Data section -
**********

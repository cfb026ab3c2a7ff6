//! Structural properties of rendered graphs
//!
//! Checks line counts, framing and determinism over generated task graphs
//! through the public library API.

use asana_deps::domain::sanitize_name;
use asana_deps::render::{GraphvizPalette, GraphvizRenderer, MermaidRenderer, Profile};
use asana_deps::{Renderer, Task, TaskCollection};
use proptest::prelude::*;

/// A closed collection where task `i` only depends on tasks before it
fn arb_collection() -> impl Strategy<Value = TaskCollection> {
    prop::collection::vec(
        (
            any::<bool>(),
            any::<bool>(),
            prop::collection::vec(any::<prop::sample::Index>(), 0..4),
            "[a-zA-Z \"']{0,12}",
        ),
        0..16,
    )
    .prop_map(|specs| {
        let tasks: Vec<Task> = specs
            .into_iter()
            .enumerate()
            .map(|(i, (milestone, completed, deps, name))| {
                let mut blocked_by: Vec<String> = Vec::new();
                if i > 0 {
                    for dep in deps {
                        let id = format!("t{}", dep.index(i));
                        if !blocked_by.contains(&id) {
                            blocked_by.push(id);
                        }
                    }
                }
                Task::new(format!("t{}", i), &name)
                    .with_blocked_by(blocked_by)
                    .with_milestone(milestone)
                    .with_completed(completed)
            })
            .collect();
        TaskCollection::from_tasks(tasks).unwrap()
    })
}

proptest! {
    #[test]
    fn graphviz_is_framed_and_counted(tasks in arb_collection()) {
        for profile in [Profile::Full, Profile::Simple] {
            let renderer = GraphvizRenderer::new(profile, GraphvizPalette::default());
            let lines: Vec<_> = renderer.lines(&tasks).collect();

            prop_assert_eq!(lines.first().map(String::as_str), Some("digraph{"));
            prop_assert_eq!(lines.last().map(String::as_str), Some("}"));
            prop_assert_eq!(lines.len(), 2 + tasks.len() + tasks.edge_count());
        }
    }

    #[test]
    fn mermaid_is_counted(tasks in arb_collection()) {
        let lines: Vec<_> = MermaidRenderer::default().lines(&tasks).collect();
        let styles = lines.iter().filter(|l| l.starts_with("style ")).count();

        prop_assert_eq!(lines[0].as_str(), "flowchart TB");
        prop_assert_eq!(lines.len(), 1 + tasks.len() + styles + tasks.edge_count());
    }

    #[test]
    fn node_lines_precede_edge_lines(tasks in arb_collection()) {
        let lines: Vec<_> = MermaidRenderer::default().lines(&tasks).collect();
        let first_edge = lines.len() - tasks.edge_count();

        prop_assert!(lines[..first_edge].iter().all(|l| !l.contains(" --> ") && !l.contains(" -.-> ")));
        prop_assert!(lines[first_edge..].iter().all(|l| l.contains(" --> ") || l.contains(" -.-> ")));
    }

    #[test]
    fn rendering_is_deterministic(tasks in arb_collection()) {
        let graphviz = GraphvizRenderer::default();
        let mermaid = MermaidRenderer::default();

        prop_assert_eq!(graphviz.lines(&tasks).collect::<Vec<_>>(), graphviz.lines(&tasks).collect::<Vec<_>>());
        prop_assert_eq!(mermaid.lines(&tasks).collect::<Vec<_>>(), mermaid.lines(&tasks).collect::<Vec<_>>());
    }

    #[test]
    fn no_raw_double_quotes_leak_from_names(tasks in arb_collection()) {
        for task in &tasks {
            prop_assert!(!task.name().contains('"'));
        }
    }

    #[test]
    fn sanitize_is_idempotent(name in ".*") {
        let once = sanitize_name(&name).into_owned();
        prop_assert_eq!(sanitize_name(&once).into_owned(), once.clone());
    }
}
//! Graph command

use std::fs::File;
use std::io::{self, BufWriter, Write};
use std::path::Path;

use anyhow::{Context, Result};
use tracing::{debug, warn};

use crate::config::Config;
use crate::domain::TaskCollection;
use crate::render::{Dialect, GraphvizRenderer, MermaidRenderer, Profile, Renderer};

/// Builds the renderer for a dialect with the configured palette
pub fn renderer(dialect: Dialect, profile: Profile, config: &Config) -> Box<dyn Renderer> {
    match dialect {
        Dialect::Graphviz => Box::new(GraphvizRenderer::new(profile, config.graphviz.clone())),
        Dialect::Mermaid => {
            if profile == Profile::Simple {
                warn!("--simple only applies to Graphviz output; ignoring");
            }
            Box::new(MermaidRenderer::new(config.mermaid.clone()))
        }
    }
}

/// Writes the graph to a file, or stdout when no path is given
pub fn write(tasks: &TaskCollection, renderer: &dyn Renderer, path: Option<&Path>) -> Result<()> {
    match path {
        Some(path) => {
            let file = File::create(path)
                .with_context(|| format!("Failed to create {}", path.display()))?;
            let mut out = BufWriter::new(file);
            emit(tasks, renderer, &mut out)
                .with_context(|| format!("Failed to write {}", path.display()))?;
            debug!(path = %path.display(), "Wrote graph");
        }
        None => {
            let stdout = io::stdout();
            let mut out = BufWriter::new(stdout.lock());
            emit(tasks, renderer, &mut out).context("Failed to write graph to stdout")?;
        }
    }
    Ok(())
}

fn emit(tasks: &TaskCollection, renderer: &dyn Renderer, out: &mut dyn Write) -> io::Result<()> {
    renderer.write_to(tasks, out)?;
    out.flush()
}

**********

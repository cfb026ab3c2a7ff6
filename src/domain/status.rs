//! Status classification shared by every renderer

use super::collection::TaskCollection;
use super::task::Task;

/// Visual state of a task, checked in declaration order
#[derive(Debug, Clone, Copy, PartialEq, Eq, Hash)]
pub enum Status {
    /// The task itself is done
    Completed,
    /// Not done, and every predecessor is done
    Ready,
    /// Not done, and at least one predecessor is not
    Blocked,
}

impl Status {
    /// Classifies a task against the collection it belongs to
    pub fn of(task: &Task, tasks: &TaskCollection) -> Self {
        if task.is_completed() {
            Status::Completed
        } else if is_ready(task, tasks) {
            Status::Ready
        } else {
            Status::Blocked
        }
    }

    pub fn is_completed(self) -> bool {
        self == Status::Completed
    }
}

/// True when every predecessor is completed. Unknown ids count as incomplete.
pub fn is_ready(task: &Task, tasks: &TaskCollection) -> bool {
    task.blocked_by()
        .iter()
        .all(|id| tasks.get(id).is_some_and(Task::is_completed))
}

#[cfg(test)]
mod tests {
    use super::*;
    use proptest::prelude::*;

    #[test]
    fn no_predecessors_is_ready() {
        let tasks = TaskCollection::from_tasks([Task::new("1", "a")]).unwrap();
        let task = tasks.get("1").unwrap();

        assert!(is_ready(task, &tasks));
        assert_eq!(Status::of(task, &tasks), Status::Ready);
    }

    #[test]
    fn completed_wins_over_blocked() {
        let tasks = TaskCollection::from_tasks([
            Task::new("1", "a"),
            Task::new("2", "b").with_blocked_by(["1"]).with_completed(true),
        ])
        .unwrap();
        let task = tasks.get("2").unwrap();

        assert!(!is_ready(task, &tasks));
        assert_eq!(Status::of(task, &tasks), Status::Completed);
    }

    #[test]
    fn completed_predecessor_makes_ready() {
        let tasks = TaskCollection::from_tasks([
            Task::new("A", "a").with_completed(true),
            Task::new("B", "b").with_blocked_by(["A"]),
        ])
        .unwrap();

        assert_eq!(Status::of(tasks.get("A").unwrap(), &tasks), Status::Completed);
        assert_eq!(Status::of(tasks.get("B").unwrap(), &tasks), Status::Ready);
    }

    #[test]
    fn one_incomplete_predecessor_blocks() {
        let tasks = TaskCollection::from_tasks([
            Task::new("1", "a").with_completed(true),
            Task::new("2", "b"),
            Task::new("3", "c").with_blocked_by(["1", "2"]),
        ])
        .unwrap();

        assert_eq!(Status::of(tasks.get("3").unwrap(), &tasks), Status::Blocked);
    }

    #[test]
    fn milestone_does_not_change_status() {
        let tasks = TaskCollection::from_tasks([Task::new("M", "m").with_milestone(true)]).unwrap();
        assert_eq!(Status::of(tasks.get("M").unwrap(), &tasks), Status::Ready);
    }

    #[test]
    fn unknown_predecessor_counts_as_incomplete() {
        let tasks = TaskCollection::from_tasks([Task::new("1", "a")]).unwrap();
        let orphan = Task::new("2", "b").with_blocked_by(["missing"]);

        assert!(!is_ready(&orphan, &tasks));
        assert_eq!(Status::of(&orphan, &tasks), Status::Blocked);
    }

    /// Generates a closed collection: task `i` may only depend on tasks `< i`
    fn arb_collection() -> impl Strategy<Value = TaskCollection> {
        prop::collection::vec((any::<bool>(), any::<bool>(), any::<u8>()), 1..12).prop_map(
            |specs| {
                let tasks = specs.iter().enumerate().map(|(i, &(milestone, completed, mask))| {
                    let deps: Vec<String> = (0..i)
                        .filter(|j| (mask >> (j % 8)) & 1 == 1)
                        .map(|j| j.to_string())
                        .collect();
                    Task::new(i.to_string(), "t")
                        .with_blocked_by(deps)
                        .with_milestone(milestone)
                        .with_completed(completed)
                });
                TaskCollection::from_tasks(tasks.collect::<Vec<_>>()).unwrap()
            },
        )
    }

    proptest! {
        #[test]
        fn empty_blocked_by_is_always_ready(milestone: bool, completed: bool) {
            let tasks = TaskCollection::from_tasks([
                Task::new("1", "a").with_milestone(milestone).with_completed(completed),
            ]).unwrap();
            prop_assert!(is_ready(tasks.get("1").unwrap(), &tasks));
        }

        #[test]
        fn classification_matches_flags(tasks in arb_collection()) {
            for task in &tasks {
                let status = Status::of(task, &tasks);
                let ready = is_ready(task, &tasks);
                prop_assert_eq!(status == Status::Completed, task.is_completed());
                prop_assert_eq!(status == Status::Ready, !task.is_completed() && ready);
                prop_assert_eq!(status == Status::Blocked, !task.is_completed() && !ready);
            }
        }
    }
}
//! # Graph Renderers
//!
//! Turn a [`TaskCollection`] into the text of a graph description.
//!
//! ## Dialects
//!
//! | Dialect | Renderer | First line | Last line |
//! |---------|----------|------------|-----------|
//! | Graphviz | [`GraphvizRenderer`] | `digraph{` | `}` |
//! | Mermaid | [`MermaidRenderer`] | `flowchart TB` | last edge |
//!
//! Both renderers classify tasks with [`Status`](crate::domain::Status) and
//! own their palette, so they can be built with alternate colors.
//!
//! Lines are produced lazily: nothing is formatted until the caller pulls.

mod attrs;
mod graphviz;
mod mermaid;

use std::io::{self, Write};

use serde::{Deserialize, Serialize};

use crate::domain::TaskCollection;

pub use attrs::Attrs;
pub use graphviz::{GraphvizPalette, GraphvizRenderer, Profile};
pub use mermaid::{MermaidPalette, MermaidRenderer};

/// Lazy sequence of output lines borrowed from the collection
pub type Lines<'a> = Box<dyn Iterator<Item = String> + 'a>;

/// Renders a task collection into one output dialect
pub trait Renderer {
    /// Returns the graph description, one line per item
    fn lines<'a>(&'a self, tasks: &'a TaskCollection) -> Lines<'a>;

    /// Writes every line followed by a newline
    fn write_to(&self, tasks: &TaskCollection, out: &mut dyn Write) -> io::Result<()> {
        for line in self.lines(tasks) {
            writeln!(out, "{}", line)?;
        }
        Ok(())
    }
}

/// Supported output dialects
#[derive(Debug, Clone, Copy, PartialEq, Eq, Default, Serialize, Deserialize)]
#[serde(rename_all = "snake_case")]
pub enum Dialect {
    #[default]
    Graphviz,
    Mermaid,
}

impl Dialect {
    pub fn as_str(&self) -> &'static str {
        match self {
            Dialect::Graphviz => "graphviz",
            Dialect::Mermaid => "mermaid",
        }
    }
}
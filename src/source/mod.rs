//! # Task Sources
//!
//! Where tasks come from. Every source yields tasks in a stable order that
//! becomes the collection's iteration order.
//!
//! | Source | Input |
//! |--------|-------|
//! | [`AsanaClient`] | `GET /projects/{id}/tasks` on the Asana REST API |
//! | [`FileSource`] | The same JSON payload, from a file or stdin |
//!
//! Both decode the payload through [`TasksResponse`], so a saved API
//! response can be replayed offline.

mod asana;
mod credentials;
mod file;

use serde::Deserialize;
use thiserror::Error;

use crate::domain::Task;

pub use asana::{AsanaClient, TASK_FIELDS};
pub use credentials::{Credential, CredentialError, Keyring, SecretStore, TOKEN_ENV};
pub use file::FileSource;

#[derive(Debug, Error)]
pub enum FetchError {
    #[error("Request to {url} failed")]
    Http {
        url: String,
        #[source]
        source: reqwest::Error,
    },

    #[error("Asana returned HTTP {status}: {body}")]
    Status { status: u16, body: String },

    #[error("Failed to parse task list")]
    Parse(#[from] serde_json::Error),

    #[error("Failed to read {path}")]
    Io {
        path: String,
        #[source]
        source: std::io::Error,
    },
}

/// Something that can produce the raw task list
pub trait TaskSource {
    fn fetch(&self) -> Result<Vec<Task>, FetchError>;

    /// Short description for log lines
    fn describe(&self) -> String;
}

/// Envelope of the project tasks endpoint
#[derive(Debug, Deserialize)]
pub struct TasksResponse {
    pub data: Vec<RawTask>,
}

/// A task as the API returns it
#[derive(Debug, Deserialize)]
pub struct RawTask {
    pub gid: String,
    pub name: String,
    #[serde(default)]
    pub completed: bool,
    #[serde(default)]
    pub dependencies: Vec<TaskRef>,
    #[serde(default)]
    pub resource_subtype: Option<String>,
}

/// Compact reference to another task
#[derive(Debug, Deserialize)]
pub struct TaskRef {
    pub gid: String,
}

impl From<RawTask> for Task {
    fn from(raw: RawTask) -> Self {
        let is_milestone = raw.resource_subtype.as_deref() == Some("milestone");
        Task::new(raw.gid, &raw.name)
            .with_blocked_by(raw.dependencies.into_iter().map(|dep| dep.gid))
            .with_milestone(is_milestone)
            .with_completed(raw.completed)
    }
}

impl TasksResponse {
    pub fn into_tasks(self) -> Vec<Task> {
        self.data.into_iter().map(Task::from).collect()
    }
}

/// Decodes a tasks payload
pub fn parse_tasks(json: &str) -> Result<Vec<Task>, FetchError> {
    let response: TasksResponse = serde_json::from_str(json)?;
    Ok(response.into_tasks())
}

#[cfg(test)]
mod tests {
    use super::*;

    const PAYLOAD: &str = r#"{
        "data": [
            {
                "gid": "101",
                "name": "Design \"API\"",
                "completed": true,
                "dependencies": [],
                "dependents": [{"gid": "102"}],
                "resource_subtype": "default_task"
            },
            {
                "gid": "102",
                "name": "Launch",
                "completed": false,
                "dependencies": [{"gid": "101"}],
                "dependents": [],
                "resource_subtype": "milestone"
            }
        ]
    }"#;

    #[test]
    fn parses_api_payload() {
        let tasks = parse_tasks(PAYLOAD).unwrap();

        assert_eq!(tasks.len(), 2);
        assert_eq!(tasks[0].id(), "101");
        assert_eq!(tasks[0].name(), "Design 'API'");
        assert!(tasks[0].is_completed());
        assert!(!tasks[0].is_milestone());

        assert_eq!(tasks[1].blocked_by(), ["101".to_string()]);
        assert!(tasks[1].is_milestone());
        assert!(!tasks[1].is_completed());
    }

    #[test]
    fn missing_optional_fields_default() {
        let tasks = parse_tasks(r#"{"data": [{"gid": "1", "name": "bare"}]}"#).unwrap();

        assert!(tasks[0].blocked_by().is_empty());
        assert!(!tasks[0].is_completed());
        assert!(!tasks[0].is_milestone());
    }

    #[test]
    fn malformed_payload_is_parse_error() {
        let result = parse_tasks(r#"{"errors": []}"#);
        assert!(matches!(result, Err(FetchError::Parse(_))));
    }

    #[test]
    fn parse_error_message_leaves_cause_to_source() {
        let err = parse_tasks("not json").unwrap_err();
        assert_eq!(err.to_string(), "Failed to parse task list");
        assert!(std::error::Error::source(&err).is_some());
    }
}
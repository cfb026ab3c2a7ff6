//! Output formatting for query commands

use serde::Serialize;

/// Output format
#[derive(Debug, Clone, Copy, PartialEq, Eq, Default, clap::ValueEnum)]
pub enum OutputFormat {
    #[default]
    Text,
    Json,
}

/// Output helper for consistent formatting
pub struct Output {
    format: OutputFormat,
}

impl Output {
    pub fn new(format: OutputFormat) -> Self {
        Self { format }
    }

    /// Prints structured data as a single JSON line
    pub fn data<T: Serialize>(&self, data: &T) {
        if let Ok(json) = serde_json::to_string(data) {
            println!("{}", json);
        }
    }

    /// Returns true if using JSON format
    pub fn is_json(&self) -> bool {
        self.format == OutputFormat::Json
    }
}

**********

Work request -
Pull out all lines from the entries above in which the word "FileSource" appears.

Result for this exercise -
//! | [`FileSource`] | The same JSON payload, from a file or stdin |
pub use file::FileSource;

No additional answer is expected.